Moreover, AI applied to big data has proven to eliminate analysis paralysis by swiftly providing clear and actionable directions from large data sets, thus avoiding inaccurate interpretations. With the increasing adoption of cloud computing and IoT sensors, the use cases for big data and AI have become more prevalent. 

Furthermore, AI algorithms have automated data processing tasks, including data cleaning, transformation, and feature engineering, thereby reducing manual effort and accelerating the entire data pipeline. 

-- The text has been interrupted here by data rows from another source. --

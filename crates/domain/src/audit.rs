use carelog_core::{AppError, AppResult, NonEmptyString};
use chrono::{DateTime, SecondsFormat, Utc};
use serde::{Deserialize, Serialize};
use serde_json::{Map, Value};

use crate::AuditSeverity;

/// Compliance tag stamped on every audit entry.
pub const COMPLIANCE_LEVEL: &str = "healthcare_audit";

const HEADER_SEPARATOR: &str = " - ";
const AUDIT_MARKER: &str = "AUDIT: ";

/// Ambient request context attached to every entry a recorder writes.
#[derive(Debug, Clone, Default, PartialEq, Eq)]
pub struct AuditContext {
    /// Session identifier, if the process runs inside one.
    pub session_id: Option<String>,
    /// Client network address, if known.
    pub client_address: Option<String>,
}

/// One structured record of a single application action.
///
/// Entries are immutable once built and carry no identity beyond their
/// position in the audit stream.
#[derive(Debug, Clone, PartialEq, Serialize, Deserialize)]
pub struct AuditEntry {
    timestamp: DateTime<Utc>,
    action: NonEmptyString,
    user_id: Option<String>,
    patient_id: Option<String>,
    session_id: Option<String>,
    #[serde(rename = "ip_address")]
    client_address: Option<String>,
    #[serde(default)]
    details: Map<String, Value>,
    #[serde(default)]
    severity: AuditSeverity,
    compliance_level: String,
}

impl AuditEntry {
    /// Builds an entry stamped at `timestamp`.
    #[must_use]
    pub fn new(
        timestamp: DateTime<Utc>,
        action: NonEmptyString,
        user_id: Option<String>,
        patient_id: Option<String>,
        context: &AuditContext,
        details: Map<String, Value>,
        severity: AuditSeverity,
    ) -> Self {
        Self {
            timestamp,
            action,
            user_id,
            patient_id,
            session_id: context.session_id.clone(),
            client_address: context.client_address.clone(),
            details,
            severity,
            compliance_level: COMPLIANCE_LEVEL.to_owned(),
        }
    }

    /// Returns the instant the entry was created.
    #[must_use]
    pub fn timestamp(&self) -> DateTime<Utc> {
        self.timestamp
    }

    /// Returns the action description.
    #[must_use]
    pub fn action(&self) -> &NonEmptyString {
        &self.action
    }

    /// Returns the acting principal.
    #[must_use]
    pub fn user_id(&self) -> Option<&str> {
        self.user_id.as_deref()
    }

    /// Returns the affected patient.
    #[must_use]
    pub fn patient_id(&self) -> Option<&str> {
        self.patient_id.as_deref()
    }

    /// Returns the ambient session identifier.
    #[must_use]
    pub fn session_id(&self) -> Option<&str> {
        self.session_id.as_deref()
    }

    /// Returns the ambient client address.
    #[must_use]
    pub fn client_address(&self) -> Option<&str> {
        self.client_address.as_deref()
    }

    /// Returns the free-form detail payload.
    #[must_use]
    pub fn details(&self) -> &Map<String, Value> {
        &self.details
    }

    /// Returns the entry severity.
    #[must_use]
    pub fn severity(&self) -> AuditSeverity {
        self.severity
    }

    /// Returns the compliance tag.
    #[must_use]
    pub fn compliance_level(&self) -> &str {
        self.compliance_level.as_str()
    }
}

/// A persisted audit line:
/// `<timestamp> - <LEVEL> - AUDIT: <json>`.
#[derive(Debug, Clone, PartialEq)]
pub struct AuditLine {
    /// Header timestamp, millisecond precision.
    pub logged_at: DateTime<Utc>,
    /// Header level.
    pub severity: AuditSeverity,
    /// Decoded JSON payload.
    pub entry: AuditEntry,
}

impl AuditLine {
    /// Renders an entry as one line, without the trailing newline.
    pub fn render(entry: &AuditEntry) -> AppResult<String> {
        let payload = serde_json::to_string(entry).map_err(|error| {
            AppError::Serialization(format!("failed to encode audit entry: {error}"))
        })?;

        Ok(format!(
            "{}{HEADER_SEPARATOR}{}{HEADER_SEPARATOR}{AUDIT_MARKER}{payload}",
            entry
                .timestamp()
                .to_rfc3339_opts(SecondsFormat::Millis, true),
            entry.severity().as_str(),
        ))
    }

    /// Parses one persisted line back into its header and entry.
    pub fn parse(line: &str) -> AppResult<Self> {
        let line = line.trim_end_matches(['\r', '\n']);
        let (timestamp, rest) = line
            .split_once(HEADER_SEPARATOR)
            .ok_or_else(|| AppError::Validation("audit line has no header".to_owned()))?;
        let (level, rest) = rest
            .split_once(HEADER_SEPARATOR)
            .ok_or_else(|| AppError::Validation("audit line has no level".to_owned()))?;
        let payload = rest.strip_prefix(AUDIT_MARKER).ok_or_else(|| {
            AppError::Validation("audit line is missing the AUDIT marker".to_owned())
        })?;

        let logged_at = DateTime::parse_from_rfc3339(timestamp)
            .map_err(|error| {
                AppError::Validation(format!(
                    "invalid audit line timestamp '{timestamp}': {error}"
                ))
            })?
            .with_timezone(&Utc);
        let severity = level.parse::<AuditSeverity>()?;
        let entry = serde_json::from_str::<AuditEntry>(payload).map_err(|error| {
            AppError::Validation(format!("invalid audit line payload: {error}"))
        })?;

        Ok(Self {
            logged_at,
            severity,
            entry,
        })
    }
}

AI-driven recommendation engines have leveraged big data to analyse user behavior and preferences, offering personalised content, product recommendations, and targeted marketing. 

Predictive analytics models, such as regression, decision trees, and neural networks, have leveraged historical data to forecast trends, customer behavior, and market dynamics, informing strategic decisions. 

Natural Language Processing (NLP) techniques powered by AI have been able to process unstructured text data, enabling applications such as sentiment analysis, chatbots, and language translation, extracting valuable insights from textual data. 

Lastly, AI algorithms have been able to successfully identify anomalies or outliers in large datasets, enhancing data quality and security by detecting fraud, network intrusions, or equipment failures. 

Shell plc, HSBC, BP, Rio Tinto, Lloyds Banking Group – each of these organisations have combined AI and big data to drive various business decisions. Shell plc, for example, uses AI for oil exploration, supply chain optimisation, and predictive maintenance. HSBC uses it for fraud detection, risk management and customer service. BP uses it for reservoir modeling, safety monitoring, and emission reduction, and so on. 

The future of AI & Big Data 

A Merit expert says, “In the coming years, AI’s impact on big data will continue to evolve, emphasising practicality, accessibility, and ethical considerations.” As businesses move beyond the initial hype surrounding Artificial Intelligence (AI), we can see a noticeable shift towards a more refined understanding of its capabilities. This evolution will bring about a recalibration of expectations, leading to a focus on practical applications rather than lofty promises. Moreover, there’s a growing recognition of the importance of responsible AI practices, with ethical considerations taking center stage. Ensuring that AI deployments adhere to ethical standards will become crucial in maintaining trust and avoiding potential pitfalls. 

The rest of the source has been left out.